The simplest ANOVA test is one that involves one independent and one dependent variable. It’s called a “Single Factor” or “One Way” ANOVA.
The dependent variable must be an INTERVAL (integer) or RATIO type of data.
The independent variable has to be NOMINAL or ORDINAL level categorical data.
A Short Introduction to Important Concepts
In ANOVA we always test whether the NULL HYPOTHESIS is true or not.
The NULL HYPOTHESIS says that there is no difference between the mean values of the categories of independent variables.
Thus by conducting the ANOVA test, we bet AGAINST the null hypothesis; we bet that it’s WRONG and there actually IS a difference between the mean values of the categories of independent variables. That’s one and the same thing as saying that we bet the independent variable DOES make a difference in the result, outcome, or the dependent variable values.
For example, let’s assume that we are trying to assess whether lemon juice diet does in effect help people lose weight in 3 months or not.
How can we know with 95% certainty that lemon juice does help lose weight? How can we be sure that the results we see (weight loss) is not a fluke; that it can be attributed to the lemon juice diet with 95% confidence?
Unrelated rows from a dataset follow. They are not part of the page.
//! Checkbox component for boolean selection
//!
//! Checked, unchecked and indeterminate states; controlled (`checked` plus
//! `on_change`) or uncontrolled with the state keyed by the checkbox id.
//!
//! An indeterminate checkbox shows a dash and reports `aria-checked="mixed"`.
//! Clicking it always reports `true`.
//!
//! # Example
//!
//! ```rust
//! use lumen_core::Event;
//! use lumen_ui::prelude::*;
//!
//! let cx = BuildContext::new().with_theme(Theme::light());
//! let terms = checkbox().id("terms").label("Accept terms");
//!
//! terms.build(&cx).dispatch(&Event::click());
//! let el = terms.build(&cx);
//! let control = el.find_by_attr("role", "checkbox").unwrap();
//! assert_eq!(control.get_attr("aria-checked"), Some("true"));
//! ```

use std::sync::Arc;

use lumen_core::{el, event_types, px, Element, KeyCode};
use lumen_theme::{Palette, TextVariant};

use super::form_control::FieldContext;
use super::shared::{self, class, modifier, part, svg_icon, ComponentSize};
use crate::context::{BuildContext, ElementBuilder};
use crate::hooks::use_controlled_id;

const CHECK_PATH: &str = "M9 16.17 4.83 12l-1.42 1.41L9 19 21 7l-1.41-1.41z";
const DASH_PATH: &str = "M19 13H5v-2h14v2z";

pub(crate) type ToggleHandler = Arc<dyn Fn(bool) + Send + Sync>;

/// Visual state of a checkbox
#[derive(Clone, Copy, Debug, PartialEq, Eq)]
pub enum CheckState {
    Unchecked,
    Checked,
    Indeterminate,
}

impl CheckState {
    /// `aria-checked` value
    pub fn aria(self) -> &'static str {
        match self {
            Self::Unchecked => "false",
            Self::Checked => "true",
            Self::Indeterminate => "mixed",
        }
    }

    /// Value reported when the box is clicked
    pub fn next(self) -> bool {
        match self {
            Self::Unchecked | Self::Indeterminate => true,
            Self::Checked => false,
        }
    }
}

/// Checkbox component
#[derive(Clone)]
pub struct Checkbox {
    id: Option<String>,
    name: Option<String>,
    checked: Option<bool>,
    default_checked: bool,
    indeterminate: bool,
    label: Option<String>,
    disabled: bool,
    required: bool,
    error: bool,
    color: Palette,
    size: ComponentSize,
    on_change: Option<ToggleHandler>,
}

impl Default for Checkbox {
    fn default() -> Self {
        Self {
            id: None,
            name: None,
            checked: None,
            default_checked: false,
            indeterminate: false,
            label: None,
            disabled: false,
            required: false,
            error: false,
            color: Palette::Primary,
            size: ComponentSize::default(),
            on_change: None,
        }
    }
}

impl Checkbox {
    pub fn new() -> Self {
        Self::default()
    }

    /// Element id; also keys the uncontrolled state
    pub fn id(mut self, id: impl Into<String>) -> Self {
        self.id = Some(id.into());
        self
    }

    pub fn name(mut self, name: impl Into<String>) -> Self {
        self.name = Some(name.into());
        self
    }

    /// Controlled checked state
    pub fn checked(mut self, checked: bool) -> Self {
        self.checked = Some(checked);
        self
    }

    pub fn default_checked(mut self, checked: bool) -> Self {
        self.default_checked = checked;
        self
    }

    /// Show the mixed state regardless of `checked`
    pub fn indeterminate(mut self, indeterminate: bool) -> Self {
        self.indeterminate = indeterminate;
        self
    }

    pub fn label(mut self, label: impl Into<String>) -> Self {
        self.label = Some(label.into());
        self
    }

    pub fn disabled(mut self, disabled: bool) -> Self {
        self.disabled = disabled;
        self
    }

    pub fn color(mut self, color: Palette) -> Self {
        self.color = color;
        self
    }

    pub fn size(mut self, size: ComponentSize) -> Self {
        self.size = size;
        self
    }

    pub fn on_change<F>(mut self, handler: F) -> Self
    where
        F: Fn(bool) + Send + Sync + 'static,
    {
        self.on_change = Some(Arc::new(handler));
        self
    }

    /// Take error/disabled/required/size and id from a form control
    pub fn field(mut self, field: &FieldContext) -> Self {
        if field.id.is_some() {
            self.id = field.id.clone();
        }
        self.error |= field.error;
        self.disabled |= field.disabled;
        self.required |= field.required;
        self.size = field.size;
        self
    }
}

impl ElementBuilder for Checkbox {
    fn build(&self, cx: &BuildContext) -> Element {
        let theme = cx.theme();
        let value = use_controlled_id(
            cx,
            "checkbox",
            self.id.as_deref(),
            self.checked,
            self.default_checked,
        );
        let state = match (self.indeterminate, value.get()) {
            (true, _) => CheckState::Indeterminate,
            (false, true) => CheckState::Checked,
            (false, false) => CheckState::Unchecked,
        };
        let on = state != CheckState::Unchecked;

        let accent = if self.disabled {
            shared::color(&theme, "text.disabled")
        } else if self.error {
            shared::palette(&theme, Palette::Error, "main")
        } else {
            shared::palette(&theme, self.color, "main")
        };
        let rest = if self.disabled {
            shared::color(&theme, "text.disabled")
        } else {
            shared::color(&theme, "text.secondary")
        };
        let edge = self.size.control_px();

        let icon = match state {
            CheckState::Checked => Some(svg_icon(CHECK_PATH, edge * 0.8).class(part("checkbox", "check"))),
            CheckState::Indeterminate => Some(svg_icon(DASH_PATH, edge * 0.8).class(part("checkbox", "dash"))),
            CheckState::Unchecked => None,
        };

        let mut control = el("span")
            .class(part("checkbox", "control"))
            .attr("role", "checkbox")
            .attr("aria-checked", state.aria())
            .attr_opt("id", self.id.clone())
            .attr_opt("data-name", self.name.clone())
            .attr("tabindex", if self.disabled { "-1" } else { "0" })
            .when(self.disabled, |e| e.attr("aria-disabled", "true"))
            .when(self.required, |e| e.attr("aria-required", "true"))
            .when(self.error, |e| e.attr("aria-invalid", "true"))
            .style("display", "inline-flex")
            .style("align-items", "center")
            .style("justify-content", "center")
            .style("box-sizing", "border-box")
            .style("width", px(edge))
            .style("height", px(edge))
            .style("border-radius", px(shared::radius(&theme, "sm")))
            .style(
                "border",
                format!("2px solid {}", (if on { accent } else { rest }).to_css()),
            )
            .style(
                "background-color",
                if on { accent.to_css() } else { "transparent".to_string() },
            )
            .style("color", shared::palette(&theme, self.color, "contrastText").to_css())
            .child_opt(icon);

        let mut root = el("label")
            .class(class("checkbox"))
            .class(modifier("checkbox", self.size.as_str()))
            .class_if(modifier("checkbox", "checked"), state == CheckState::Checked)
            .class_if(modifier("checkbox", "indeterminate"), state == CheckState::Indeterminate)
            .class_if(modifier("checkbox", "disabled"), self.disabled)
            .style("display", "inline-flex")
            .style("align-items", "center")
            .style("gap", px(shared::spacing(&theme, "sm")))
            .style("cursor", if self.disabled { "default" } else { "pointer" });

        if !self.disabled {
            let toggle = {
                let value = value.clone();
                let on_change = self.on_change.clone();
                move || {
                    let next = state.next();
                    value.set(next);
                    if let Some(on_change) = &on_change {
                        on_change(next);
                    }
                }
            };
            let on_key = toggle.clone();
            control = control.on(event_types::KEY_DOWN, move |event| {
                if matches!(event.key(), Some((KeyCode::SPACE, _))) {
                    on_key();
                }
            });
            root = root.on_click(move |_| toggle());
        }

        root.child(control).child_opt(self.label.as_ref().map(|label| {
            el("span")
                .class(part("checkbox", "label"))
                .styles(&shared::text_style(&theme, TextVariant::Body1))
                .style(
                    "color",
                    shared::color(&theme, if self.disabled { "text.disabled" } else { "text.primary" })
                        .to_css(),
                )
                .child(label.as_str())
        }))
    }
}

pub fn checkbox() -> Checkbox {
    Checkbox::new()
}

#[cfg(test)]
mod tests {
    use super::*;
    use lumen_core::{Event, Modifiers};
    use lumen_theme::Theme;
    use std::sync::Mutex;

    fn cx() -> BuildContext {
        BuildContext::new().with_theme(Theme::light())
    }

    fn control(el: &Element) -> &Element {
        el.find_by_attr("role", "checkbox").unwrap()
    }

    #[test]
    fn test_aria_states() {
        let cx = cx();
        assert_eq!(control(&checkbox().build(&cx)).get_attr("aria-checked"), Some("false"));
        assert_eq!(control(&checkbox().checked(true).build(&cx)).get_attr("aria-checked"), Some("true"));
        let mixed = checkbox().checked(false).indeterminate(true).build(&cx);
        assert_eq!(control(&mixed).get_attr("aria-checked"), Some("mixed"));
        assert!(mixed.find_by_class("lumen-checkbox__dash").is_some());
        assert!(mixed.find_by_class("lumen-checkbox__check").is_none());
    }

    #[test]
    fn test_indeterminate_click_reports_true() {
        let seen = Arc::new(Mutex::new(None));
        let log = seen.clone();
        let el = checkbox()
            .checked(true)
            .indeterminate(true)
            .on_change(move |checked| *log.lock().unwrap() = Some(checked))
            .build(&cx());
        el.dispatch(&Event::click());
        assert_eq!(*seen.lock().unwrap(), Some(true));
    }

    #[test]
    fn test_uncontrolled_toggle_round_trip() {
        let cx = cx();
        let cb = checkbox().id("c");
        cb.build(&cx).dispatch(&Event::click());
        assert_eq!(control(&cb.build(&cx)).get_attr("aria-checked"), Some("true"));
        cb.build(&cx).dispatch(&Event::click());
        assert_eq!(control(&cb.build(&cx)).get_attr("aria-checked"), Some("false"));
    }

    #[test]
    fn test_space_toggles() {
        let cx = cx();
        let cb = checkbox().id("k");
        control(&cb.build(&cx)).dispatch(&Event::key_down(KeyCode::SPACE, Modifiers::NONE));
        assert_eq!(control(&cb.build(&cx)).get_attr("aria-checked"), Some("true"));
    }

    #[test]
    fn test_disabled_ignores_clicks() {
        let el = checkbox().disabled(true).on_change(|_| panic!("changed")).build(&cx());
        assert!(!el.dispatch(&Event::click()));
        assert_eq!(control(&el).get_attr("tabindex"), Some("-1"));
    }

    #[test]
    fn test_label_and_size() {
        let el = checkbox().label("Remember me").size(ComponentSize::Large).build(&cx());
        assert_eq!(el.text_content(), "Remember me");
        assert_eq!(control(&el).style_value("width"), Some("24px"));
    }
}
That’s when ANOVA comes to the rescue.
Another important concept is the LEVEL OF CONFIDENCE, or STATISTICAL CONFIDENCE LEVEL. “0.05” level of confidence means we can be certain that results are significant 95 out 0f 100 cases. In other words, we have 5% chance of being misled by the data. “0.05” is also referred to in statistical analysis as “Alpha” value.
Here is our sample data:
Why we need statistical analysis?
As you can see, by just eye-balling this data it’s not easy to determine whether drinking lemon juice causes to lose weight. In some cases drinking lemon juice did in fact cause more weight loss than the control group (compare the second row numbers: 5 vs. 3.2).
Yet, for the third and fourth cases, those who did not drink any lemon juice lost more weight (4.4 and 8.3 lbs, respectively).
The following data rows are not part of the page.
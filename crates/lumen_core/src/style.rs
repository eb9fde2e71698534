//! Inline style declarations
//!
//! A [`Style`] is an ordered set of CSS declarations. Later writes to the same
//! property replace the earlier value but keep its original position, so the
//! serialized output is stable across rebuilds.

use std::fmt;

use indexmap::IndexMap;

/// Ordered CSS declarations
#[derive(Clone, Debug, Default, PartialEq, Eq)]
pub struct Style {
    declarations: IndexMap<String, String>,
}

impl Style {
    pub fn new() -> Self {
        Self::default()
    }

    /// Builder form of [`Style::insert`]
    pub fn set(mut self, property: impl Into<String>, value: impl Into<String>) -> Self {
        self.insert(property, value);
        self
    }

    /// Set a declaration, replacing any previous value for the property
    pub fn insert(&mut self, property: impl Into<String>, value: impl Into<String>) {
        self.declarations.insert(property.into(), value.into());
    }

    pub fn get(&self, property: &str) -> Option<&str> {
        self.declarations.get(property).map(String::as_str)
    }

    pub fn remove(&mut self, property: &str) -> Option<String> {
        self.declarations.shift_remove(property)
    }

    /// Apply every declaration of `other` on top of this style
    pub fn merge(&mut self, other: &Style) {
        for (property, value) in &other.declarations {
            self.declarations.insert(property.clone(), value.clone());
        }
    }

    pub fn is_empty(&self) -> bool {
        self.declarations.is_empty()
    }

    pub fn len(&self) -> usize {
        self.declarations.len()
    }

    pub fn iter(&self) -> impl Iterator<Item = (&str, &str)> {
        self.declarations
            .iter()
            .map(|(k, v)| (k.as_str(), v.as_str()))
    }

    /// Serialize as an inline `style` attribute value
    pub fn to_css(&self) -> String {
        self.declarations
            .iter()
            .map(|(property, value)| format!("{property}: {value}"))
            .collect::<Vec<_>>()
            .join("; ")
    }
}

impl fmt::Display for Style {
    fn fmt(&self, f: &mut fmt::Formatter<'_>) -> fmt::Result {
        f.write_str(&self.to_css())
    }
}

/// Format a pixel length
pub fn px(value: f32) -> String {
    if value == 0.0 {
        "0".to_string()
    } else if value.fract() == 0.0 {
        format!("{}px", value as i64)
    } else {
        format!("{}px", (value * 100.0).round() / 100.0)
    }
}

#[cfg(test)]
mod tests {
    use super::*;

    #[test]
    fn test_overwrite_keeps_position() {
        let style = Style::new()
            .set("display", "flex")
            .set("color", "red")
            .set("display", "grid");
        assert_eq!(style.to_css(), "display: grid; color: red");
    }

    #[test]
    fn test_merge() {
        let mut base = Style::new().set("padding", "8px");
        base.merge(&Style::new().set("padding", "16px").set("margin", "0"));
        assert_eq!(base.get("padding"), Some("16px"));
        assert_eq!(base.len(), 2);
    }

    #[test]
    fn test_px() {
        assert_eq!(px(0.0), "0");
        assert_eq!(px(16.0), "16px");
        assert_eq!(px(1.5), "1.5px");
    }
}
Since we can’t “figure out” easily by just looking at the raw data whether what we’re saying is true or not, we need statistical analysis. We need ANOVA.
SIDEBAR: A “control group” is an important feature of all scientific tests. The control group does not get the treatment tested to see if the results attributed to the treatment occur by chance or not.
To conduct an ANOVA test in Excel 2010:
(1) Select the data table together with the column headings (“Lemon Juice Diet” and “CONTROL GROUP”).
(2) Select the DATA tab. Click Data Analysis to display the Data Analysis list box:
(3) Select ANOVA Single Factor and click OK to display the ANOVA: Single Factor dialog box:
(4) Select the Input Range of your data by either entering the absolute cell references like “$C$3:$D$13” of clicking and dragging your mouse over the range in the spreadsheet.
(5) Select Grouped by Columns option button (in this case).
(6) Enter “0.05” for Alpha level which is our level of confidence of statistical significance.
(7) For Output Range enter the cell where you want Excel to start printing the results, or click and select it with your mouse in the spreadsheet.
(8) Click OK to display the result:
“So how am I supposed to interpret all these numbers? I’m not a statistician – HELP!”
You don’t need to have a Ph.D. in mathematics to interpret these results if you know what to discard and what to focus on.
Focus only on the following THREE numbers:
F, P-value, and F crit
If F is GREATER THAN F crit, and if the P-value is SMALLER than ALPHA (the confidence level, remember?), then you can be confident that your NULL HYPOTHESIS is NOT true.
Or in other words, that your original “A makes a difference in B” hypothesis is TRUE.
In our specific example, let’s look at those values:
F (6.054) is GREATER than F crit ($.413).
P-value (0.024) is LESS than our Alpha (0.050).
Thus we can say with 95% confidence that the NULL HYPOTHESIS that “lemon juice diet makes no difference whatsoever in losing weight in 3 months” is FALSE.
By inference we can also say with 95% confidence that “lemon juice diet makes a difference in losing weight in 3 months”.